The group’s most recent annual financial statements reveal that it faces a desperate cash flow challenge and a property portfolio that has been slashed.

However, the Nova board – under the leadership of chair Connie Myburgh and CEO Dominique Haese – believes the firm is in a ‘sound financial position’ and can continue as a going concern.

The statements reveal that despite receiving R24m in cash from the sale of the Athlone Mall, Nova burned through the cash at an alarming rate and only had R4.4m in the bank at the end of February.

Over the past five years, Nova realised R31m in cash through property sales but only returned R50.4m to debenture holders.

Neither Myburgh nor Haese responded to Moneyweb questions.

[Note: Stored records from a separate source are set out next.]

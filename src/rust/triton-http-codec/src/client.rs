// Copyright 2024-2026, NVIDIA CORPORATION & AFFILIATES. All rights reserved.
//
// Redistribution and use in source and binary forms, with or without
// modification, are permitted provided that the following conditions
// are met:
//  * Redistributions of source code must retain the above copyright
//    notice, this list of conditions and the following disclaimer.
//  * Redistributions in binary form must reproduce the above copyright
//    notice, this list of conditions and the following disclaimer in the
//    documentation and/or other materials provided with the distribution.
//  * Neither the name of NVIDIA CORPORATION nor the names of its
//    contributors may be used to endorse or promote products derived
//    from this software without specific prior written permission.
//
// THIS SOFTWARE IS PROVIDED BY THE COPYRIGHT HOLDERS ``AS IS'' AND ANY
// EXPRESS OR IMPLIED WARRANTIES, INCLUDING, BUT NOT LIMITED TO, THE
// IMPLIED WARRANTIES OF MERCHANTABILITY AND FITNESS FOR A PARTICULAR
// PURPOSE ARE DISCLAIMED.  IN NO EVENT SHALL THE COPYRIGHT OWNER OR
// CONTRIBUTORS BE LIABLE FOR ANY DIRECT, INDIRECT, INCIDENTAL, SPECIAL,
// EXEMPLARY, OR CONSEQUENTIAL DAMAGES (INCLUDING, BUT NOT LIMITED TO,
// PROCUREMENT OF SUBSTITUTE GOODS OR SERVICES; LOSS OF USE, DATA, OR
// PROFITS; OR BUSINESS INTERRUPTION) HOWEVER CAUSED AND ON ANY THEORY
// OF LIABILITY, WHETHER IN CONTRACT, STRICT LIABILITY, OR TORT
// (INCLUDING NEGLIGENCE OR OTHERWISE) ARISING IN ANY WAY OUT OF THE USE
// OF THIS SOFTWARE, EVEN IF ADVISED OF THE POSSIBILITY OF SUCH DAMAGE.

//! Text-level inference client.
//!
//! [`TextClient`] runs the whole pipeline for one text or a batch of texts:
//! tokenize, build the input tensors, encode the wire frame, send it through
//! the [`Transport`], decode the response and reduce the generated tokens
//! back to text. Each stage is timed and logged at debug level.
//!
//! # Example
//!
//! ```rust,no_run
//! use triton_http_codec::client::{ClientOptions, TextClient};
//! use triton_http_codec::error::Result;
//! use triton_http_codec::tokenizer::Tokenizer;
//! use triton_http_codec::transport::Transport;
//!
//! async fn summarize<T: Transport, K: Tokenizer>(transport: T, tokenizer: K) -> Result<String> {
//!     let client = TextClient::new(transport, tokenizer, "fastertransformer")
//!         .with_options(ClientOptions::default().max_output_len(64));
//!     client.infer(Some("summarize"), "studies have shown that ...").await
//! }
//! ```

use serde::Deserialize;

use crate::decoder;
use crate::encoder::{self, WireFrame};
use crate::error::{Error, Result};
use crate::infer::{InferenceRequest, RequestOptions, RequestedOutput};
use crate::preprocess::{self, RequestBuilder, TensorRoles};
use crate::reducer::ResultReducer;
use crate::timing::{timed, Timer};
use crate::tokenizer::Tokenizer;
use crate::transport::Transport;

/// Default number of tokens to generate per row.
const DEFAULT_MAX_OUTPUT_LEN: u32 = 128;

/// Options for a [`TextClient`].
///
/// # Example
///
/// ```rust
/// use triton_http_codec::client::ClientOptions;
/// use triton_http_codec::infer::{Compression, RequestOptions};
///
/// let options = ClientOptions::default()
///     .max_output_len(256)
///     .sampling(4)
///     .binary_inputs(true)
///     .request(RequestOptions::default().response_compression(Compression::Gzip));
/// assert_eq!(options.get_max_output_len(), 256);
/// ```
#[derive(Debug, Clone, PartialEq, Eq, Deserialize)]
#[serde(default)]
pub struct ClientOptions {
    max_output_len: u32,
    sampling: u32,
    binary_inputs: bool,
    request_outputs: bool,
    request: RequestOptions,
}

impl Default for ClientOptions {
    fn default() -> Self {
        Self {
            max_output_len: DEFAULT_MAX_OUTPUT_LEN,
            sampling: 1,
            binary_inputs: false,
            request_outputs: false,
            request: RequestOptions::default(),
        }
    }
}

impl ClientOptions {
    /// Loads options from a JSON document. Missing keys keep their defaults.
    ///
    /// # Errors
    ///
    /// Returns [`Error::Config`] if the document is malformed.
    pub fn from_json(document: &str) -> Result<Self> {
        serde_json::from_str(document).map_err(|e| Error::Config(format!("client options: {e}")))
    }

    /// Sets the maximum number of generated tokens.
    ///
    /// Default: 128.
    #[must_use]
    pub fn max_output_len(self, max_output_len: u32) -> Self {
        Self {
            max_output_len,
            ..self
        }
    }

    /// Sets the sampling parameter (top-k or beam width).
    ///
    /// Default: 1.
    #[must_use]
    pub fn sampling(self, sampling: u32) -> Self {
        Self { sampling, ..self }
    }

    /// Sends inputs as a binary payload instead of inline JSON.
    ///
    /// Default: `false`.
    #[must_use]
    pub fn binary_inputs(self, binary_inputs: bool) -> Self {
        Self {
            binary_inputs,
            ..self
        }
    }

    /// Names the token and length outputs explicitly in each request instead
    /// of asking for every output.
    ///
    /// Default: `false`.
    #[must_use]
    pub fn request_outputs(self, request_outputs: bool) -> Self {
        Self {
            request_outputs,
            ..self
        }
    }

    /// Sets the per-request options (id, sequence, priority, timeout,
    /// compression).
    #[must_use]
    pub fn request(self, request: RequestOptions) -> Self {
        Self { request, ..self }
    }

    /// Returns the maximum number of generated tokens.
    #[must_use]
    pub fn get_max_output_len(&self) -> u32 {
        self.max_output_len
    }

    /// Returns the sampling parameter.
    #[must_use]
    pub fn get_sampling(&self) -> u32 {
        self.sampling
    }
}

/// Runs text generation against one model.
///
/// The client holds no connection state of its own; share it behind an
/// `Arc` to use it from several tasks.
#[derive(Debug)]
pub struct TextClient<T, K> {
    transport: T,
    tokenizer: K,
    model_name: String,
    roles: TensorRoles,
    options: ClientOptions,
}

impl<T: Transport, K: Tokenizer> TextClient<T, K> {
    /// Creates a client for `model_name` with T5 tensor names and default
    /// options.
    pub fn new(transport: T, tokenizer: K, model_name: impl Into<String>) -> Self {
        Self {
            transport,
            tokenizer,
            model_name: model_name.into(),
            roles: TensorRoles::default(),
            options: ClientOptions::default(),
        }
    }

    /// Sets the tensor names of the model signature.
    #[must_use]
    pub fn with_roles(self, roles: TensorRoles) -> Self {
        Self { roles, ..self }
    }

    /// Sets the client options.
    #[must_use]
    pub fn with_options(self, options: ClientOptions) -> Self {
        Self { options, ..self }
    }

    /// Returns the model name requests are sent to.
    #[must_use]
    pub fn model_name(&self) -> &str {
        &self.model_name
    }

    /// Returns the tensor names in use.
    #[must_use]
    pub fn roles(&self) -> &TensorRoles {
        &self.roles
    }

    /// Returns the client options.
    #[must_use]
    pub fn options(&self) -> &ClientOptions {
        &self.options
    }

    /// Tokenizes `texts` and builds the inference request.
    ///
    /// # Errors
    ///
    /// Returns [`Error::Preprocessing`] for an empty batch and propagates
    /// tokenizer failures.
    pub fn preprocess<S: AsRef<str>>(&self, texts: &[S]) -> Result<InferenceRequest> {
        self.build_request(texts, self.options.request.clone())
    }

    /// Builds the raw wire frame for `texts` without sending it, for callers
    /// that post it with their own HTTP client.
    ///
    /// An empty `request_id` keeps whatever id the options carry.
    ///
    /// # Errors
    ///
    /// Same as [`preprocess`](Self::preprocess), plus [`Error::Encoding`].
    pub fn payload<S: AsRef<str>>(&self, texts: &[S], request_id: &str) -> Result<WireFrame> {
        let mut options = self.options.request.clone();
        if !request_id.is_empty() {
            options = options.request_id(request_id);
        }
        let request = self.build_request(texts, options)?;
        timed("encode", || encoder::encode(&request))
    }

    /// Generates text for a single input, optionally prefixed with a task
    /// name (`"{task}: {text}"`).
    ///
    /// # Errors
    ///
    /// Returns any error of [`infer_batch`](Self::infer_batch).
    pub async fn infer(&self, task: Option<&str>, text: &str) -> Result<String> {
        let timer = Timer::start("infer");
        let text = preprocess::with_task(task, text);
        let rows = self.infer_batch(&[text]).await;
        timer.stop();
        rows?
            .pop()
            .ok_or_else(|| Error::Decoding("response has no rows".into()))
    }

    /// Generates text for every input of a batch, returned in input order.
    ///
    /// # Errors
    ///
    /// Returns [`Error::Transport`] if the call fails, [`Error::Server`] if
    /// the server rejects it, and the codec errors of each stage otherwise.
    pub async fn infer_batch<S: AsRef<str>>(&self, texts: &[S]) -> Result<Vec<String>> {
        tracing::debug!(model = %self.model_name, batch = texts.len(), "running inference");

        let request = self.preprocess(texts)?;
        let frame = timed("encode", || encoder::encode(&request))?;

        let timer = Timer::start("transport");
        let raw = self.transport.infer(&self.model_name, frame).await;
        timer.stop();
        let raw = raw?;

        let response = timed("decode", || {
            decoder::decode_for(&request, raw.body, raw.header_length)
        })?;
        let reducer = ResultReducer::from_roles(&self.roles);
        let outputs = timed("postprocess", || reducer.reduce(&response, &self.tokenizer))?;

        if outputs.len() != texts.len() {
            return Err(Error::Decoding(format!(
                "sent {} texts but received {} rows",
                texts.len(),
                outputs.len()
            )));
        }
        Ok(outputs)
    }

    fn build_request<S: AsRef<str>>(
        &self,
        texts: &[S],
        mut request: RequestOptions,
    ) -> Result<InferenceRequest> {
        timed("preprocess", || {
            let params = preprocess::tokenize_batch(
                &self.tokenizer,
                texts,
                self.options.max_output_len,
                self.options.sampling,
            )?;
            if self.options.request_outputs {
                request = request
                    .output(RequestedOutput::new(&self.roles.output_ids))
                    .output(RequestedOutput::new(&self.roles.output_lengths));
            }
            RequestBuilder::new(self.roles.clone())
                .with_options(request)
                .with_binary_inputs(self.options.binary_inputs)
                .build_request(&params)
        })
    }
}

// ---------------------------------------------------------------------------
// Tests
// ---------------------------------------------------------------------------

However, in the directors’ report in the AFS, the board has ‘satisfied themselves that the group is in a sound financial position and that it has access to sufficient resources to meet its foreseeable cash requirements’.

Jean-Pierre Tromp, the trustee of the Nova Debenture Trust, said the AFS reveals a company not in a healthy financial position.

The report notes that Nova may soon lose its two Nelspruit properties, Courtside and The Village Mall, as they have already been seized by the sheriff and are set to be auctioned off to repay bridging finance provider Beneficio.

The auction has been stayed pending Nova’s appeal to the SCA for leave to appeal against the High Court judgment authorising the auction.